When Erin Cox, a high school honors student and captain of her volleyball team, got a phone call from a friend in trouble, she didn’t hesitate.

Her friend was drunk at a party earlier this month and asked Cox to take her home. Cox agreed, and went to pick up her friend.

“I felt like going to get her was the right thing to do,” Cox told the Boston Herald. “Saving her from getting in the car when she was intoxicated and hurt[ing] herself or getting in the car with someone else who was drinking. I’d give her a ride home.”
But moments after Cox got there, police arrived at the party as well. They busted several kids for underage possession of alcohol and warned others — including Cox — that they would be summoned to court for drinking, the Herald reported.

Even though Cox wasn’t drinking and wasn’t in possession of alcohol — and despite a police officer vouching for her sobriety in writing — that wasn’t good enough for North Andover High School.

Officials there told Cox that she violated the district’s zero-tolerance policy against alcohol and drug use, Boston’s WBZ-TV reported. So the 17-year-old senior was demoted from her captain’s position on the volleyball team and suspended for five games.

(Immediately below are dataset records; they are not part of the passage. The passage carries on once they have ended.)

//! Distribution functions backing the hypothesis tests.

/// Error function approximation (Abramowitz & Stegun 7.1.26, |error| < 1.5e-7)
pub fn erf(x: f64) -> f64 {
    let a1 = 0.254829592;
    let a2 = -0.284496736;
    let a3 = 1.421413741;
    let a4 = -1.453152027;
    let a5 = 1.061405429;
    let p = 0.3275911;

    let sign = if x >= 0.0 { 1.0 } else { -1.0 };
    let x = x.abs();
    let t = 1.0 / (1.0 + p * x);
    let y = 1.0 - (((((a5 * t + a4) * t) + a3) * t + a2) * t + a1) * t * (-x * x).exp();

    sign * y
}

/// Standard normal cumulative distribution function
pub fn normal_cdf(z: f64) -> f64 {
    (0.5 * (1.0 + erf(z / std::f64::consts::SQRT_2))).clamp(0.0, 1.0)
}

/// Approximate p-value for KS statistic using Kolmogorov distribution
pub fn ks_p_value(lambda: f64) -> f64 {
    if lambda <= 0.0 {
        return 1.0;
    }
    // P(D > d) ≈ 2 * sum_{k=1}^∞ (-1)^{k+1} * exp(-2 * k^2 * λ^2)
    let mut p = 0.0;
    for k in 1..=100 {
        let sign = if k % 2 == 1 { 1.0 } else { -1.0 };
        let term = sign * (-2.0 * f64::from(k).powi(2) * lambda.powi(2)).exp();
        p += term;
        if term.abs() < 1e-10 {
            break;
        }
    }
    (2.0 * p).clamp(0.0, 1.0)
}

/// Lanczos approximation of ln(Gamma(x)) for x > 0
fn ln_gamma(x: f64) -> f64 {
    // g = 7, n = 9
    const COEFFS: [f64; 9] = [
        0.999_999_999_999_809_9,
        676.520_368_121_885_1,
        -1_259.139_216_722_402_8,
        771.323_428_777_653_1,
        -176.615_029_162_140_6,
        12.507_343_278_686_905,
        -0.138_571_095_265_720_12,
        9.984_369_578_019_572e-6,
        1.505_632_735_149_311_6e-7,
    ];
    const G: f64 = 7.0;

    if x < 0.5 {
        // Reflection formula
        let pi = std::f64::consts::PI;
        return pi.ln() - (pi * x).sin().abs().ln() - ln_gamma(1.0 - x);
    }

    let z = x - 1.0;
    let mut sum = COEFFS[0];
    for (i, &c) in COEFFS[1..].iter().enumerate() {
        sum += c / (z + i as f64 + 1.0);
    }
    let t = z + G + 0.5;
    0.5 * (2.0 * std::f64::consts::PI).ln() + (z + 0.5) * t.ln() - t + sum.ln()
}

/// Continued fraction for the incomplete beta function (modified Lentz)
fn beta_continued_fraction(a: f64, b: f64, x: f64) -> f64 {
    const MAX_ITER: usize = 300;
    const EPS: f64 = 3e-14;
    const FPMIN: f64 = 1e-300;

    let qab = a + b;
    let qap = a + 1.0;
    let qam = a - 1.0;
    let mut c = 1.0;
    let mut d = 1.0 - qab * x / qap;
    if d.abs() < FPMIN {
        d = FPMIN;
    }
    d = 1.0 / d;
    let mut h = d;

    for m in 1..=MAX_ITER {
        let m = m as f64;
        let m2 = 2.0 * m;

        // Even step
        let aa = m * (b - m) * x / ((qam + m2) * (a + m2));
        d = 1.0 + aa * d;
        if d.abs() < FPMIN {
            d = FPMIN;
        }
        c = 1.0 + aa / c;
        if c.abs() < FPMIN {
            c = FPMIN;
        }
        d = 1.0 / d;
        h *= d * c;

        // Odd step
        let aa = -(a + m) * (qab + m) * x / ((a + m2) * (qap + m2));
        d = 1.0 + aa * d;
        if d.abs() < FPMIN {
            d = FPMIN;
        }
        c = 1.0 + aa / c;
        if c.abs() < FPMIN {
            c = FPMIN;
        }
        d = 1.0 / d;
        let delta = d * c;
        h *= delta;

        if (delta - 1.0).abs() < EPS {
            break;
        }
    }
    h
}

/// Regularized incomplete beta function I_x(a, b)
pub fn regularized_incomplete_beta(a: f64, b: f64, x: f64) -> f64 {
    if x <= 0.0 {
        return 0.0;
    }
    if x >= 1.0 {
        return 1.0;
    }
    let ln_front =
        ln_gamma(a + b) - ln_gamma(a) - ln_gamma(b) + a * x.ln() + b * (1.0 - x).ln();
    let front = ln_front.exp();

    // Use the symmetry relation where the continued fraction converges faster
    if x < (a + 1.0) / (a + b + 2.0) {
        front * beta_continued_fraction(a, b, x) / a
    } else {
        1.0 - front * beta_continued_fraction(b, a, 1.0 - x) / b
    }
}

/// Two-tailed p-value P(|T| >= |t|) for Student's t with `df` degrees of freedom
pub fn students_t_two_tailed(t: f64, df: f64) -> f64 {
    if t.is_nan() || df.is_nan() || df <= 0.0 {
        return 1.0;
    }
    if t.is_infinite() {
        return 0.0;
    }
    if df.is_infinite() {
        return (2.0 * (1.0 - normal_cdf(t.abs()))).clamp(0.0, 1.0);
    }
    let x = df / (df + t * t);
    regularized_incomplete_beta(df / 2.0, 0.5, x).clamp(0.0, 1.0)
}
//! CLI command tests

use super::*;
use crate::cli::args::{AuditArgs, InitArgs, MonitorArgs, OutputFormat, ValidateArgs};
use crate::cli::LogLevel;
use crate::governance::BatchRecord;
use std::path::PathBuf;
use tempfile::TempDir;

fn write_json<T: serde::Serialize>(dir: &TempDir, name: &str, value: &T) -> PathBuf {
    let path = dir.path().join(name);
    std::fs::write(&path, serde_json::to_string(value).unwrap()).unwrap();
    path
}

fn scored(group: &str, score: f64, count: usize) -> Vec<BatchRecord> {
    (0..count)
        .map(|_| BatchRecord::default().with_score(score).with_attribute("gender", group))
        .collect()
}

#[test]
fn test_init_writes_loadable_config() {
    let dir = TempDir::new().unwrap();
    let path = dir.path().join("conf/vigilar.yaml");
    let args = InitArgs { path: path.clone(), force: false };

    run_init_for_test(&args).unwrap();
    let config = MonitorConfig::from_yaml_file(&path).unwrap();
    assert_eq!(config, MonitorConfig::default());

    // Refuses to clobber without --force
    assert!(run_init_for_test(&args).is_err());
    run_init_for_test(&InitArgs { path, force: true }).unwrap();
}

fn run_init_for_test(args: &InitArgs) -> Result<()> {
    init::run_init(args, LogLevel::Quiet)
}

#[test]
fn test_monitor_exports_report() {
    let dir = TempDir::new().unwrap();
    let baseline = write_json(&dir, "baseline.json", &serde_json::json!({ "amount": vec![10.0; 100] }));
    let batch = Batch::new((0..100).map(|i| {
        BatchRecord::default().with_feature("amount", if i < 95 { 10.0 } else { 1000.0 })
    }));
    let batch_path = write_json(&dir, "batch.json", &batch);
    let output = dir.path().join("out/report.json");

    let args = MonitorArgs {
        batches: vec![batch_path.clone(), batch_path.clone(), batch_path],
        baseline,
        config: None,
        format: OutputFormat::Text,
        output: Some(output.clone()),
    };
    monitor::run_monitor(&args, LogLevel::Quiet).unwrap();

    let report: serde_json::Value =
        serde_json::from_str(&std::fs::read_to_string(&output).unwrap()).unwrap();
    assert_eq!(report["drift"]["statistics"]["total_checks"], 3);
    assert_eq!(report["escalation"]["active_alerts"][0], "drift:amount");
}

#[test]
fn test_monitor_missing_batch_file() {
    let dir = TempDir::new().unwrap();
    let baseline = write_json(&dir, "baseline.json", &serde_json::json!({}));
    let args = MonitorArgs {
        batches: vec![dir.path().join("missing.json")],
        baseline,
        config: None,
        format: OutputFormat::Json,
        output: None,
    };
    let err = monitor::run_monitor(&args, LogLevel::Quiet).unwrap_err();
    assert!(matches!(err, Error::Io { .. }));
}

#[test]
fn test_monitor_rejects_empty_baseline() {
    let dir = TempDir::new().unwrap();
    let baseline = write_json(&dir, "baseline.json", &serde_json::json!({ "amount": [] }));
    let batch = write_json(&dir, "batch.json", &Batch::default());
    let args = MonitorArgs {
        batches: vec![batch],
        baseline,
        config: None,
        format: OutputFormat::Text,
        output: None,
    };
    let err = monitor::run_monitor(&args, LogLevel::Quiet).unwrap_err();
    assert!(matches!(err, Error::InvalidBaseline { .. }));
}

#[test]
fn test_audit_gate() {
    let dir = TempDir::new().unwrap();

    let mut biased = scored("f", 0.9, 50);
    biased.extend(scored("m", 0.1, 50));
    let path = write_json(&dir, "biased.json", &Batch::new(biased));
    let args = AuditArgs { batch: path, config: None, format: OutputFormat::Text };
    assert!(audit::run_audit(&args, LogLevel::Quiet).unwrap_err().is_bias());

    let mut balanced = Vec::new();
    for group in ["f", "m"] {
        balanced.extend(scored(group, 0.2, 20));
        balanced.extend(scored(group, 0.8, 20));
    }
    let path = write_json(&dir, "balanced.json", &Batch::new(balanced));
    let args = AuditArgs { batch: path, config: None, format: OutputFormat::Json };
    audit::run_audit(&args, LogLevel::Quiet).unwrap();
}

#[test]
fn test_audit_checks_once() {
    use crate::bias::BiasMonitor;
    use crate::config::BiasConfig;
    use crate::sink::{MemorySink, MonitorEvent};
    use std::sync::Arc;

    let mut biased = scored("f", 0.9, 50);
    biased.extend(scored("m", 0.1, 50));
    let records = crate::governance::Batch::new(biased).prediction_records();

    let sink = Arc::new(MemorySink::new());
    let mut monitor = BiasMonitor::new(BiasConfig::default(), 10).with_sink(sink.clone());
    let err = audit::audit(&mut monitor, &records, OutputFormat::Text, LogLevel::Quiet).unwrap_err();

    assert!(err.is_bias());
    assert_eq!(monitor.history().len(), 1);
    assert_eq!(sink.count_where(|e| matches!(e, MonitorEvent::BiasDetected { .. })), 2);
}

#[test]
fn test_validate_pass_and_fail() {
    let dir = TempDir::new().unwrap();

    let good = Batch::new((0..20).map(|i| BatchRecord::default().with_outcome(i % 2, i % 2)));
    let path = write_json(&dir, "good.json", &good);
    let args = ValidateArgs { batch: path, config: None, format: OutputFormat::Text };
    validate::run_validate(&args, LogLevel::Quiet).unwrap();

    let bad = Batch::new((0..20).map(|i| BatchRecord::default().with_outcome(i % 2, 0)));
    let path = write_json(&dir, "bad.json", &bad);
    let args = ValidateArgs { batch: path, config: None, format: OutputFormat::Json };
    let err = validate::run_validate(&args, LogLevel::Quiet).unwrap_err();
    assert!(matches!(err, Error::ThresholdsNotMet(_)));
}

#[test]
fn test_validate_without_labels() {
    let dir = TempDir::new().unwrap();
    let path = write_json(&dir, "unlabelled.json", &Batch::new(scored("f", 0.5, 3)));
    let args = ValidateArgs { batch: path, config: None, format: OutputFormat::Text };
    let err = validate::run_validate(&args, LogLevel::Quiet).unwrap_err();
    assert!(err.is_caller_error());
}

#[test]
fn test_config_file_is_validated() {
    let dir = TempDir::new().unwrap();
    let config = dir.path().join("bad.yaml");
    std::fs::write(&config, "escalation:\n  alert_threshold: 0\n").unwrap();
    assert!(matches!(load_config(Some(&config)), Err(Error::Config(_))));
    assert_eq!(load_config(None).unwrap(), MonitorConfig::default());
}
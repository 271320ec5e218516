//! Loading and saving monitor configuration as YAML

use super::schema::MonitorConfig;
use super::validate::validate_config;
use crate::error::{Error, Result};
use std::fs;
use std::path::Path;

impl MonitorConfig {
    /// Parse and validate a configuration from YAML text
    pub fn from_yaml_str(yaml: &str) -> Result<Self> {
        let config: MonitorConfig = serde_yaml::from_str(yaml)?;
        validate_config(&config)?;
        Ok(config)
    }

    /// Load and validate a configuration file
    ///
    /// # Example
    ///
    /// ```no_run
    /// use vigilar::config::MonitorConfig;
    ///
    /// let config = MonitorConfig::from_yaml_file("vigilar.yaml")?;
    /// # Ok::<(), vigilar::Error>(())
    /// ```
    pub fn from_yaml_file<P: AsRef<Path>>(path: P) -> Result<Self> {
        let path = path.as_ref();
        let content = fs::read_to_string(path).map_err(|e| Error::io_path("read", path, e))?;
        Self::from_yaml_str(&content)
    }

    /// Serialize to YAML
    pub fn to_yaml_string(&self) -> Result<String> {
        Ok(serde_yaml::to_string(self)?)
    }

    /// Check every value is within its valid range
    pub fn validate(&self) -> Result<()> {
        validate_config(self)?;
        Ok(())
    }
}
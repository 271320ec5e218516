//! Governance report and exporter
//!
//! A [`GovernanceReport`] is a plain nested snapshot of every monitor's
//! summary, bounded history and the active configuration. [`ReportExporter`]
//! writes it as JSON and flattens the latest results into gauge series.

mod exporter;
mod types;

#[cfg(test)]
mod tests;

pub use exporter::ReportExporter;
pub use types::{
    BiasSection, DriftSection, EscalationSection, GaugeSample, GovernanceReport, ValidationSection,
};
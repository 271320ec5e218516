//! Baseline and rolling-window storage per metric.

use serde::{Deserialize, Serialize};
use std::collections::{BTreeMap, VecDeque};

use crate::error::{Error, Result};

/// Baseline samples plus a bounded window of current samples for one metric
#[derive(Debug, Clone, PartialEq, Serialize, Deserialize)]
pub struct MetricSeries {
    name: String,
    baseline: Vec<f64>,
    /// Incremented by every baseline replacement (0 = never set)
    baseline_version: u32,
    current: VecDeque<f64>,
    window_size: usize,
}

impl MetricSeries {
    /// Create an empty series with the given window size
    pub fn new(name: impl Into<String>, window_size: usize) -> Self {
        let window_size = window_size.max(1);
        Self {
            name: name.into(),
            baseline: Vec::new(),
            baseline_version: 0,
            current: VecDeque::with_capacity(window_size.min(4096)),
            window_size,
        }
    }

    /// Replace the baseline
    ///
    /// Fails if `samples` is empty or contains NaN/infinite values; the
    /// previous baseline is kept in that case.
    pub fn set_baseline(&mut self, samples: &[f64]) -> Result<()> {
        if samples.is_empty() {
            return Err(Error::InvalidBaseline {
                metric: self.name.clone(),
                reason: "baseline samples are empty".into(),
            });
        }
        if let Some(bad) = samples.iter().find(|v| !v.is_finite()) {
            return Err(Error::InvalidBaseline {
                metric: self.name.clone(),
                reason: format!("baseline contains non-finite value {bad}"),
            });
        }
        self.baseline = samples.to_vec();
        self.baseline_version += 1;
        Ok(())
    }

    /// Append samples to the window, evicting the oldest beyond the window size
    ///
    /// Returns the number of non-finite samples that were dropped.
    pub fn observe(&mut self, samples: &[f64]) -> usize {
        let mut dropped = 0;
        for &value in samples {
            if !value.is_finite() {
                dropped += 1;
                continue;
            }
            if self.current.len() >= self.window_size {
                self.current.pop_front();
            }
            self.current.push_back(value);
        }
        dropped
    }

    /// Clear the current window, keeping the baseline
    pub fn reset_window(&mut self) {
        self.current.clear();
    }

    pub fn name(&self) -> &str {
        &self.name
    }

    pub fn baseline(&self) -> &[f64] {
        &self.baseline
    }

    pub fn baseline_version(&self) -> u32 {
        self.baseline_version
    }

    pub fn has_baseline(&self) -> bool {
        !self.baseline.is_empty()
    }

    /// Current window, oldest first
    pub fn current(&self) -> Vec<f64> {
        self.current.iter().copied().collect()
    }

    pub fn current_len(&self) -> usize {
        self.current.len()
    }

    pub fn window_size(&self) -> usize {
        self.window_size
    }
}

/// All metric series, keyed by metric name
#[derive(Debug, Clone, Default, PartialEq, Serialize, Deserialize)]
pub struct MetricStore {
    window_size: usize,
    series: BTreeMap<String, MetricSeries>,
}

impl MetricStore {
    pub fn new(window_size: usize) -> Self {
        Self { window_size, series: BTreeMap::new() }
    }

    fn entry(&mut self, name: &str) -> &mut MetricSeries {
        let window_size = self.window_size;
        self.series
            .entry(name.to_string())
            .or_insert_with(|| MetricSeries::new(name, window_size))
    }

    /// Replace the baseline for a metric, creating the series if needed
    pub fn update_baseline(&mut self, name: &str, samples: &[f64]) -> Result<()> {
        if let Some(series) = self.series.get_mut(name) {
            return series.set_baseline(samples);
        }
        let mut series = MetricSeries::new(name, self.window_size);
        series.set_baseline(samples)?;
        self.series.insert(name.to_string(), series);
        Ok(())
    }

    /// Append current samples for a metric; returns dropped non-finite count
    pub fn observe(&mut self, name: &str, samples: &[f64]) -> usize {
        self.entry(name).observe(samples)
    }

    pub fn get(&self, name: &str) -> Option<&MetricSeries> {
        self.series.get(name)
    }

    pub fn iter(&self) -> impl Iterator<Item = &MetricSeries> {
        self.series.values()
    }

    pub fn names(&self) -> Vec<String> {
        self.series.keys().cloned().collect()
    }

    pub fn len(&self) -> usize {
        self.series.len()
    }

    pub fn is_empty(&self) -> bool {
        self.series.is_empty()
    }
}
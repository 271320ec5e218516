//! Breach escalation tracker
//!
//! Consecutive-violation counting per monitored key. Any monitor can feed it a
//! stream of [`BreachEvent`]s; a key escalates `normal -> warning -> alert`
//! after `alert_threshold` uninterrupted violations and resets on the first
//! clean check.
//!
//! # Example
//!
//! ```
//! use vigilar::config::EscalationConfig;
//! use vigilar::escalation::{BreachEvent, BreachStatus, BreachTracker};
//!
//! let mut tracker = BreachTracker::new(EscalationConfig::default(), 100);
//! assert!(tracker.record(BreachEvent::now("drift:amount", true)).is_none());
//! assert!(tracker.record(BreachEvent::now("drift:amount", true)).is_none());
//! let alert = tracker.record(BreachEvent::now("drift:amount", true));
//! assert!(alert.is_some());
//! assert_eq!(tracker.state("drift:amount").status, BreachStatus::Alert);
//! ```

mod tracker;
mod types;


pub use tracker::BreachTracker;
pub use types::{Alert, BreachEvent, BreachState, BreachStatus};
//! Init command implementation

use crate::cli::args::InitArgs;
use crate::cli::logging::log;
use crate::cli::LogLevel;
use crate::config::MonitorConfig;
use crate::error::{Error, Result};

pub fn run_init(args: &InitArgs, level: LogLevel) -> Result<()> {
    if args.path.exists() && !args.force {
        return Err(Error::InvalidInput(format!(
            "{} already exists (use --force to overwrite)",
            args.path.display()
        )));
    }

    let yaml = MonitorConfig::default().to_yaml_string()?;
    if let Some(parent) = args.path.parent().filter(|p| !p.as_os_str().is_empty()) {
        std::fs::create_dir_all(parent).map_err(|e| Error::io_path("create", parent, e))?;
    }
    std::fs::write(&args.path, yaml).map_err(|e| Error::io_path("write", &args.path, e))?;

    log(level, LogLevel::Normal, &format!("Wrote default configuration to {}", args.path.display()));
    Ok(())
}
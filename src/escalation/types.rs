//! Breach state, events and alerts.

use chrono::{DateTime, Utc};
use serde::{Deserialize, Serialize};

/// Escalation status of a monitored key
#[derive(Clone, Copy, Debug, Default, PartialEq, Eq, Hash, Serialize, Deserialize)]
#[serde(rename_all = "snake_case")]
pub enum BreachStatus {
    #[default]
    Normal,
    /// Violating, but fewer than `alert_threshold` times in a row
    Warning,
    Alert,
}

impl std::fmt::Display for BreachStatus {
    fn fmt(&self, f: &mut std::fmt::Formatter<'_>) -> std::fmt::Result {
        match self {
            BreachStatus::Normal => write!(f, "normal"),
            BreachStatus::Warning => write!(f, "warning"),
            BreachStatus::Alert => write!(f, "alert"),
        }
    }
}

/// Consecutive-violation state for one key
#[derive(Clone, Copy, Debug, Default, PartialEq, Eq, Serialize, Deserialize)]
pub struct BreachState {
    pub consecutive_count: u32,
    pub status: BreachStatus,
}

impl BreachState {
    /// Apply one check result and return the status before the update
    pub(crate) fn apply(&mut self, violated: bool, alert_threshold: u32) -> BreachStatus {
        let previous = self.status;
        if violated {
            self.consecutive_count = self.consecutive_count.saturating_add(1);
            self.status = if self.consecutive_count >= alert_threshold {
                BreachStatus::Alert
            } else {
                BreachStatus::Warning
            };
        } else {
            *self = BreachState::default();
        }
        previous
    }
}

/// One check result for a monitored key
#[derive(Clone, Debug, PartialEq, Serialize, Deserialize)]
pub struct BreachEvent {
    pub key: String,
    pub violated: bool,
    pub timestamp: DateTime<Utc>,
}

impl BreachEvent {
    pub fn new(key: impl Into<String>, violated: bool, timestamp: DateTime<Utc>) -> Self {
        Self { key: key.into(), violated, timestamp }
    }

    /// Event stamped with the current time
    pub fn now(key: impl Into<String>, violated: bool) -> Self {
        Self::new(key, violated, Utc::now())
    }
}

/// Raised once when a key enters the alert state
#[derive(Clone, Debug, PartialEq, Serialize, Deserialize)]
pub struct Alert {
    pub key: String,
    pub status: BreachStatus,
    pub consecutive_count: u32,
    pub timestamp: DateTime<Utc>,
}

impl Alert {
    /// Human-readable description
    pub fn message(&self) -> String {
        format!(
            "{} in {} after {} consecutive violations",
            self.key, self.status, self.consecutive_count
        )
    }
}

“If a kid asks for help from a friend, you don’t want that kid to say ‘I’m sorry I can’t help you. I might end up in trouble at school,’” attorney Wendy Murphy, who is trying to help the Cox family get the school’s decision reversed, told WBZ.
The Cox family filed a lawsuit in district court Friday. Murphy told WBZ that the school’s lawyer “said out loud, to a judge — and it was a lie — that Erin was arrested.”

Neither the school district nor its attorney could be reached for comment Sunday, WBZ reported.

Meanwhile, Cox’s teammates have launched a petition to support her, and the family is trying to hold it together.
“She’s very fragile and I’m worried about her. Very worried about her,” Cox’s mother told WBZ. “She didn’t do anything wrong. She did what she thought was right, and I’m very proud of her.”